(Data records Opens)

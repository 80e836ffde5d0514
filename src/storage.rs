//! Storage backends holding the authoritative circuit records
//!
//! Two implementations of the same five-operation port:
//! - `MemoryStorage`: single-process, a mutex-guarded name -> record map
//! - `RemoteStorage`: multi-process, optimistic compare-and-swap writes
//!   against a shared key-value store
//!
//! Every operation is atomic on its own; no caller mutates a record
//! outside these operations.

use async_trait::async_trait;
use std::collections::HashMap;
use std::fmt;
use std::sync::Arc;
use std::time::Duration;
use tokio::sync::Mutex;
use tracing::debug;

use crate::clock;
use crate::errors::StorageError;
use crate::state::{CircuitRecord, CircuitState};

/// Outcome of a storage operation that may have moved the record through
/// a transition. `from` is the state before the operation applied its
/// rule, letting the breaker emit state-change events without the store
/// knowing about hooks.
#[derive(Debug, Clone, PartialEq)]
pub struct Transition {
    pub from: CircuitState,
    pub record: CircuitRecord,
}

impl Transition {
    /// True when the operation changed the circuit's state.
    pub fn changed(&self) -> bool {
        self.from != self.record.state
    }
}

/// Abstract transactional boundary over a circuit's record.
///
/// Each operation is an atomic read-modify-write. Within one process the
/// in-memory backend serializes them behind a lock; across processes the
/// remote backend relies on the store's compare-and-swap.
#[async_trait]
pub trait StorageBackend: Send + Sync + fmt::Debug {
    /// Return the existing record for `name`, or insert a fresh Closed
    /// record. Idempotent: an existing record is returned unchanged, with
    /// the flag reporting whether this call created it.
    async fn get_or_create(
        &self,
        name: &str,
        threshold: u32,
        ttl: f64,
    ) -> Result<(CircuitRecord, bool), StorageError>;

    /// Read the record, applying the lazy Open -> HalfOpen expiry check
    /// before returning.
    async fn read(&self, name: &str) -> Result<Transition, StorageError>;

    /// Apply the failure transition rule and return the post-transition
    /// record.
    async fn record_failure(&self, name: &str) -> Result<Transition, StorageError>;

    /// Apply the success transition rule and return the post-transition
    /// record.
    async fn record_success(&self, name: &str) -> Result<Transition, StorageError>;

    /// Claim the single probe slot of a half-open circuit. Succeeds at
    /// most once per Open -> HalfOpen window.
    async fn try_acquire_probe(&self, name: &str) -> Result<bool, StorageError>;
}

/// Single-process storage: a name -> record map behind one lock.
///
/// The lock serializes all five operations, which is the entirety of the
/// linearizability argument for the in-memory case.
#[derive(Debug, Default)]
pub struct MemoryStorage {
    records: Mutex<HashMap<String, CircuitRecord>>,
}

impl MemoryStorage {
    pub fn new() -> Self {
        Self::default()
    }

    async fn update<T>(
        &self,
        name: &str,
        apply: impl FnOnce(&mut CircuitRecord) -> T,
    ) -> Result<(Transition, T), StorageError> {
        let mut records = self.records.lock().await;
        let record = records
            .get_mut(name)
            .ok_or_else(|| StorageError::UnknownCircuit(name.to_string()))?;
        let from = record.state;
        let out = apply(record);
        Ok((
            Transition {
                from,
                record: record.clone(),
            },
            out,
        ))
    }
}

#[async_trait]
impl StorageBackend for MemoryStorage {
    async fn get_or_create(
        &self,
        name: &str,
        threshold: u32,
        ttl: f64,
    ) -> Result<(CircuitRecord, bool), StorageError> {
        let mut records = self.records.lock().await;
        if let Some(existing) = records.get(name) {
            return Ok((existing.clone(), false));
        }
        let record = CircuitRecord::new(name, threshold, ttl);
        records.insert(name.to_string(), record.clone());
        Ok((record, true))
    }

    async fn read(&self, name: &str) -> Result<Transition, StorageError> {
        let (transition, _) = self
            .update(name, |record| {
                record.refresh(clock::now());
            })
            .await?;
        Ok(transition)
    }

    async fn record_failure(&self, name: &str) -> Result<Transition, StorageError> {
        let (transition, _) = self
            .update(name, |record| {
                let now = clock::now();
                record.refresh(now);
                record.record_failure(now);
            })
            .await?;
        Ok(transition)
    }

    async fn record_success(&self, name: &str) -> Result<Transition, StorageError> {
        let (transition, _) = self
            .update(name, |record| {
                record.refresh(clock::now());
                record.record_success();
            })
            .await?;
        Ok(transition)
    }

    async fn try_acquire_probe(&self, name: &str) -> Result<bool, StorageError> {
        let (_, acquired) = self
            .update(name, |record| {
                let now = clock::now();
                record.refresh(now);
                record.try_acquire_probe(now)
            })
            .await?;
        Ok(acquired)
    }
}

/// Minimal contract this crate consumes from a shared key-value store.
///
/// The store must offer at least single-key linearizability for
/// `compare_and_set`; everything else about the client (connection
/// handling, clustering, timeouts) is the implementor's concern.
#[async_trait]
pub trait KeyValueClient: Send + Sync + fmt::Debug {
    /// Fetch the value stored at `key`, if any.
    async fn get(&self, key: &str) -> Result<Option<String>, StorageError>;

    /// Unconditionally store `value` at `key`.
    async fn set(&self, key: &str, value: &str) -> Result<(), StorageError>;

    /// Store `value` only if the current value still equals `expected`
    /// (`None` meaning the key must be absent). Returns false when the
    /// comparison failed and nothing was written.
    async fn compare_and_set(
        &self,
        key: &str,
        expected: Option<&str>,
        value: &str,
    ) -> Result<bool, StorageError>;
}

fn encode(record: &CircuitRecord) -> Result<String, StorageError> {
    serde_json::to_string(record).map_err(|e| StorageError::Codec(e.to_string()))
}

fn decode(raw: &str) -> Result<CircuitRecord, StorageError> {
    serde_json::from_str(raw).map_err(|e| StorageError::Codec(e.to_string()))
}

/// Multi-process storage over a shared key-value store.
///
/// Records are stored as JSON under `{key_prefix}{name}`. Mutations are
/// optimistic versioned writes: read the raw value, apply the transition
/// rule, then compare-and-swap the new encoding against the value read.
/// Conflicts retry with jittered exponential backoff, bounded by
/// `max_attempts`; exhaustion surfaces as `StorageError::Unavailable`.
#[derive(Debug, Clone)]
pub struct RemoteStorage {
    client: Arc<dyn KeyValueClient>,
    key_prefix: String,
    max_attempts: u32,
    base_delay_ms: u64,
    max_delay_ms: u64,
    multiplier: f64,
    jitter: f64,
}

impl RemoteStorage {
    pub fn new(client: Arc<dyn KeyValueClient>) -> Self {
        Self {
            client,
            key_prefix: "circuit:".to_string(),
            max_attempts: 5,
            base_delay_ms: 10,
            max_delay_ms: 250,
            multiplier: 2.0,
            jitter: 0.25,
        }
    }

    /// Namespace prefix for record keys (default `circuit:`).
    pub fn with_key_prefix(mut self, prefix: impl Into<String>) -> Self {
        self.key_prefix = prefix.into();
        self
    }

    /// Cap on compare-and-set attempts per operation. Clamped to the
    /// backoff policy's attempt range (1..=255).
    pub fn with_max_attempts(mut self, attempts: u32) -> Self {
        self.max_attempts = attempts.clamp(1, u8::MAX as u32);
        self
    }

    /// Jitter factor applied to the backoff between attempts
    /// (0.0 = none, 1.0 = full jitter).
    pub fn with_jitter(mut self, jitter: f64) -> Self {
        self.jitter = jitter.clamp(0.0, 1.0);
        self
    }

    fn key(&self, name: &str) -> String {
        format!("{}{}", self.key_prefix, name)
    }

    /// Optimistic read-modify-write loop shared by every mutating
    /// operation. Unchanged records skip the write entirely.
    async fn update<T>(
        &self,
        name: &str,
        apply: impl Fn(&mut CircuitRecord) -> T + Send,
    ) -> Result<(Transition, T), StorageError> {
        let key = self.key(name);
        let policy = chrono_machines::Policy {
            max_attempts: 1,
            base_delay_ms: self.base_delay_ms,
            multiplier: self.multiplier,
            max_delay_ms: self.max_delay_ms,
        };

        for attempt in 1..=self.max_attempts {
            let raw = self
                .client
                .get(&key)
                .await?
                .ok_or_else(|| StorageError::UnknownCircuit(name.to_string()))?;
            let mut record = decode(&raw)?;
            let from = record.state;
            let out = apply(&mut record);
            let encoded = encode(&record)?;

            if encoded == raw {
                return Ok((Transition { from, record }, out));
            }
            if self
                .client
                .compare_and_set(&key, Some(&raw), &encoded)
                .await?
            {
                return Ok((Transition { from, record }, out));
            }

            debug!(circuit = name, attempt, "compare-and-set conflict, backing off");
            let delay_ms = policy.calculate_delay(attempt as u8, self.jitter);
            tokio::time::sleep(Duration::from_millis(delay_ms)).await;
        }

        Err(StorageError::Unavailable(format!(
            "compare-and-set contention for circuit '{name}' persisted after {} attempts",
            self.max_attempts
        )))
    }
}

#[async_trait]
impl StorageBackend for RemoteStorage {
    async fn get_or_create(
        &self,
        name: &str,
        threshold: u32,
        ttl: f64,
    ) -> Result<(CircuitRecord, bool), StorageError> {
        let key = self.key(name);

        // At most two rounds: losing the creation race means somebody
        // else just wrote the record, so the reread must find it.
        for _ in 0..2 {
            if let Some(raw) = self.client.get(&key).await? {
                return Ok((decode(&raw)?, false));
            }
            let record = CircuitRecord::new(name, threshold, ttl);
            let encoded = encode(&record)?;
            if self.client.compare_and_set(&key, None, &encoded).await? {
                return Ok((record, true));
            }
        }

        Err(StorageError::Unavailable(format!(
            "could not create record for circuit '{name}'"
        )))
    }

    async fn read(&self, name: &str) -> Result<Transition, StorageError> {
        let (transition, _) = self
            .update(name, |record| {
                record.refresh(clock::now());
            })
            .await?;
        Ok(transition)
    }

    async fn record_failure(&self, name: &str) -> Result<Transition, StorageError> {
        let (transition, _) = self
            .update(name, |record| {
                let now = clock::now();
                record.refresh(now);
                record.record_failure(now);
            })
            .await?;
        Ok(transition)
    }

    async fn record_success(&self, name: &str) -> Result<Transition, StorageError> {
        let (transition, _) = self
            .update(name, |record| {
                record.refresh(clock::now());
                record.record_success();
            })
            .await?;
        Ok(transition)
    }

    async fn try_acquire_probe(&self, name: &str) -> Result<bool, StorageError> {
        let (_, acquired) = self
            .update(name, |record| {
                let now = clock::now();
                record.refresh(now);
                record.try_acquire_probe(now)
            })
            .await?;
        Ok(acquired)
    }
}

(Data records Closes)

- **What you have to do**: Among the lines of the records, copy out each one that contains the word "serializes".

- **Answer area**:
/// in-memory backend serializes them behind a lock; across processes the
/// The lock serializes all five operations, which is the entirety of the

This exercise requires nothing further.